Cluster headaches may occur daily for several months at a time followed by a long period with no headaches. It is not known what causes cluster headaches, but they are clearly one of the most severe headaches one can experience.

Vision Problems That Cause Headaches

On the flip side, vision problems can cause headaches when you either overwork the eyes or struggle to maintain focus. By correcting the vision problem, you can often resolve the headache.

Eye Strain

Simply overusing the focusing muscles of your eyes can cause eye strain and headaches. This is an increasing problem in our high tech world

Small-screen texting and web browsing can easily cause eye strain, in part because the words and images on a computer screen are made up of pixels and do not have well-defined edges. The eyes cannot easily focus on pixels, so they must work harder even if an image is in high-resolution. When the eye muscles become fatigued, a headache can develop around or behind the eyes.

Farsightedness

Adults and children with uncorrected farsightedness (hypermetropia) will often experience a frontal headache (also known as a "brow ache"). If you are farsighted, you may find it difficult to focus on nearby objects, resulting in eye strain and headaches. As you subconsciously compensate for your farsightedness by focusing harder, the headaches can become worse and more frequent.

Presbyopia

Around the age of 40, people begin to find it difficult to focus on nearby objects. Near point activities, such as reading or threading a needle, are often difficult to perform because of blurring. This is an unavoidable condition known as presbyopia that affects everyone at some point. Headaches develop as you try to compensate for the lack of focusing power. Reading glasses can often relieve the underlying eye strain.

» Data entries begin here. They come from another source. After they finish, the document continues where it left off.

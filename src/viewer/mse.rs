//! Media Source Extensions viewer
//!
//! One worker task per viewer owns a cache subscription taken at join time
//! and serves the viewer's commands in order. Anything requested before it
//! exists is remembered and sent when the matching cache event arrives.

use std::sync::atomic::{AtomicU64, Ordering};
use std::sync::Arc;

use bytes::Bytes;
use tokio::sync::mpsc;
use tokio::task::JoinHandle;

use super::config::ViewerConfig;
use super::message::{JoinError, MseCommand, UnknownCommand, ViewerMessage};
use crate::cache::{CacheEvent, FragmentCache, FragmentSubscription, InitSegment, MediaFragment};
use crate::supervisor::SessionWatch;

static NEXT_VIEWER_ID: AtomicU64 = AtomicU64::new(1);

pub(crate) fn next_viewer_id() -> u64 {
    NEXT_VIEWER_ID.fetch_add(1, Ordering::Relaxed)
}

/// Receiving side of a viewer's push channel
pub type ViewerOutbox = mpsc::Receiver<ViewerMessage>;

/// Handle to one connected MSE viewer
///
/// Dropping the handle disconnects the viewer.
pub struct MseViewer {
    id: u64,
    commands: mpsc::Sender<MseCommand>,
    task: Option<JoinHandle<()>>,
}

impl MseViewer {
    /// Connect a viewer to `cache`
    ///
    /// Refused when no session is running.
    pub async fn join(
        cache: Arc<FragmentCache>,
        session: &SessionWatch,
        config: &ViewerConfig,
    ) -> Result<(Self, ViewerOutbox), JoinError> {
        if !session.is_running() {
            return Err(JoinError::NoActiveSession);
        }

        let id = next_viewer_id();
        let (outbox_tx, outbox_rx) = mpsc::channel(config.outbox_capacity);
        let (commands, commands_rx) = mpsc::channel(config.command_capacity);

        let (snapshot, subscription) = cache.catch_up().await;
        let worker = Worker {
            id,
            cache,
            outbox: outbox_tx,
            epoch: snapshot.epoch,
            last_sequence: 0,
            media_epoch: None,
            sent_init: None,
            want_mime: false,
            want_init: false,
            streaming: false,
        };
        let task = tokio::spawn(worker.run(commands_rx, subscription, session.clone()));

        tracing::debug!(viewer = id, epoch = snapshot.epoch, "MSE viewer joined");
        Ok((
            Self {
                id,
                commands,
                task: Some(task),
            },
            outbox_rx,
        ))
    }

    /// Viewer id
    pub fn id(&self) -> u64 {
        self.id
    }

    /// Queue a command; returns `false` if the viewer is gone
    pub async fn command(&self, command: MseCommand) -> bool {
        self.commands.send(command).await.is_ok()
    }

    /// Parse and queue a text command
    pub async fn handle_text(&self, text: &str) -> Result<bool, UnknownCommand> {
        let command = text.parse()?;
        Ok(self.command(command).await)
    }

    /// Whether the worker is still serving this viewer
    pub fn is_connected(&self) -> bool {
        self.task.as_ref().is_some_and(|t| !t.is_finished())
    }

    /// Disconnect the viewer; safe to call more than once
    pub fn disconnect(&mut self) {
        if let Some(task) = self.task.take() {
            task.abort();
            tracing::debug!(viewer = self.id, "MSE viewer disconnected");
        }
    }
}

impl Drop for MseViewer {
    fn drop(&mut self) {
        self.disconnect();
    }
}

/// Outbox receiver dropped
struct Gone;

struct Worker {
    id: u64,
    cache: Arc<FragmentCache>,
    outbox: mpsc::Sender<ViewerMessage>,
    /// Epoch of the last event or fragment seen
    epoch: u64,
    /// Last fragment sent in `epoch`
    last_sequence: u64,
    /// Epoch of the last initialization or segment delivered
    media_epoch: Option<u64>,
    /// Epoch and bytes of the last initialization delivered
    sent_init: Option<(u64, Bytes)>,
    want_mime: bool,
    want_init: bool,
    streaming: bool,
}

impl Worker {
    async fn run(
        mut self,
        mut commands: mpsc::Receiver<MseCommand>,
        mut subscription: FragmentSubscription,
        session: SessionWatch,
    ) {
        loop {
            let result = tokio::select! {
                command = commands.recv() => match command {
                    Some(command) => self.on_command(command).await,
                    None => break,
                },
                event = subscription.recv() => match event {
                    Some(event) => self.on_event(event).await,
                    None => break,
                },
                _ = session.stopped() => break,
            };
            if result.is_err() {
                break;
            }
        }

        tracing::debug!(
            viewer = self.id,
            dropped = subscription.dropped(),
            "MSE viewer worker finished"
        );
    }

    async fn send(&self, message: ViewerMessage) -> Result<(), Gone> {
        self.outbox.send(message).await.map_err(|_| Gone)
    }

    fn is_newer(&self, fragment: &MediaFragment) -> bool {
        fragment.epoch > self.epoch
            || (fragment.epoch == self.epoch && fragment.sequence > self.last_sequence)
    }

    /// Whether the viewer's source buffer was built from `init`
    fn holds(&self, init: &InitSegment) -> bool {
        self.sent_init
            .as_ref()
            .is_some_and(|(epoch, data)| *epoch == init.epoch && *data == init.data)
    }

    async fn send_fragment(&mut self, fragment: MediaFragment) -> Result<(), Gone> {
        if self.media_epoch.is_some() {
            // media from another session or codec set needs a new mime and
            // initialization first
            let init = match self.cache.current_initialization().await {
                Some(init) if init.epoch == fragment.epoch => init,
                _ => {
                    tracing::trace!(
                        viewer = self.id,
                        epoch = fragment.epoch,
                        "Skipping fragment of superseded session"
                    );
                    return Ok(());
                }
            };
            let crossed = self.media_epoch != Some(init.epoch);
            if crossed || (self.sent_init.is_some() && !self.holds(&init)) {
                self.rebuild(init).await?;
            }
        }

        if fragment.epoch != self.epoch {
            self.enter_epoch(fragment.epoch);
        }
        self.last_sequence = fragment.sequence;
        self.media_epoch = Some(fragment.epoch);
        self.send(ViewerMessage::Segment {
            sequence: fragment.sequence,
            data: fragment.data,
        })
        .await
    }

    async fn send_init(&mut self, init: InitSegment) -> Result<(), Gone> {
        if self.holds(&init) {
            return Ok(());
        }
        self.media_epoch = Some(init.epoch);
        self.sent_init = Some((init.epoch, init.data.clone()));
        self.send(ViewerMessage::Initialization(init.data)).await
    }

    /// Send `mime` then `initialization`, answering pending requests for both
    async fn rebuild(&mut self, init: InitSegment) -> Result<(), Gone> {
        self.want_mime = false;
        self.want_init = false;
        self.send(ViewerMessage::Mime(init.mime.clone())).await?;
        self.send_init(init).await
    }

    fn enter_epoch(&mut self, epoch: u64) {
        self.epoch = epoch;
        self.last_sequence = 0;
    }

    async fn on_command(&mut self, command: MseCommand) -> Result<(), Gone> {
        tracing::trace!(viewer = self.id, command = ?command, "Viewer command");

        match command {
            MseCommand::Mime => match self.cache.mime().await {
                Some(mime) => self.send(ViewerMessage::Mime(mime)).await?,
                None => self.want_mime = true,
            },
            MseCommand::Initialization => match self.cache.current_initialization().await {
                Some(init) => self.send_init(init).await?,
                None => self.want_init = true,
            },
            MseCommand::Segment => {
                if let Some(fragment) = self.cache.latest_fragment().await {
                    if self.is_newer(&fragment) {
                        self.send_fragment(fragment).await?;
                    }
                }
            }
            MseCommand::Segments => {
                self.streaming = true;
                if let Some(fragment) = self.cache.latest_fragment().await {
                    if self.is_newer(&fragment) {
                        self.send_fragment(fragment).await?;
                    }
                }
            }
            MseCommand::Stop => {
                self.streaming = false;
            }
        }
        Ok(())
    }

    async fn on_event(&mut self, event: CacheEvent) -> Result<(), Gone> {
        match event {
            CacheEvent::Reset { epoch } => {
                // a fragment of this epoch may already have been sent
                if epoch > self.epoch {
                    self.enter_epoch(epoch);
                }
            }
            CacheEvent::Initialized(init) => {
                if init.epoch > self.epoch {
                    self.enter_epoch(init.epoch);
                }
                if self.streaming && !self.holds(&init) {
                    // live stream restarted or codecs changed
                    self.rebuild(init).await?;
                } else {
                    if self.want_mime {
                        self.want_mime = false;
                        self.send(ViewerMessage::Mime(init.mime.clone())).await?;
                    }
                    if self.want_init {
                        self.want_init = false;
                        self.send_init(init).await?;
                    }
                }
            }
            CacheEvent::Fragment(fragment) => {
                if self.streaming && self.is_newer(&fragment) {
                    self.send_fragment(fragment).await?;
                }
            }
        }
        Ok(())
    }
}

Occupations requiring close-up work, exposure to sunlight for longer periods of time, and farsightedness were the most common risk factors for presbyopia.

Giant Cell Arteritis

Also known as temporal arteritis, giant cell arteritis (GCA) is an inflammation of the lining of the arteries that run along the temple. GCA usually creates a headache that causes constant, throbbing pain in the temples. Vision symptoms occur as a result of a loss of blood supply to the optic nerve and retina. Other symptoms include:

  • Fever, fatigue and muscle aches
  • Scalp tenderness
  • Pain while chewing
  • Decreased vision​

GCA is considered a medical emergency. If left untreated, the condition may cause vision loss in one or both eyes. A delayed diagnosis is the most common cause of GCA-associated vision loss.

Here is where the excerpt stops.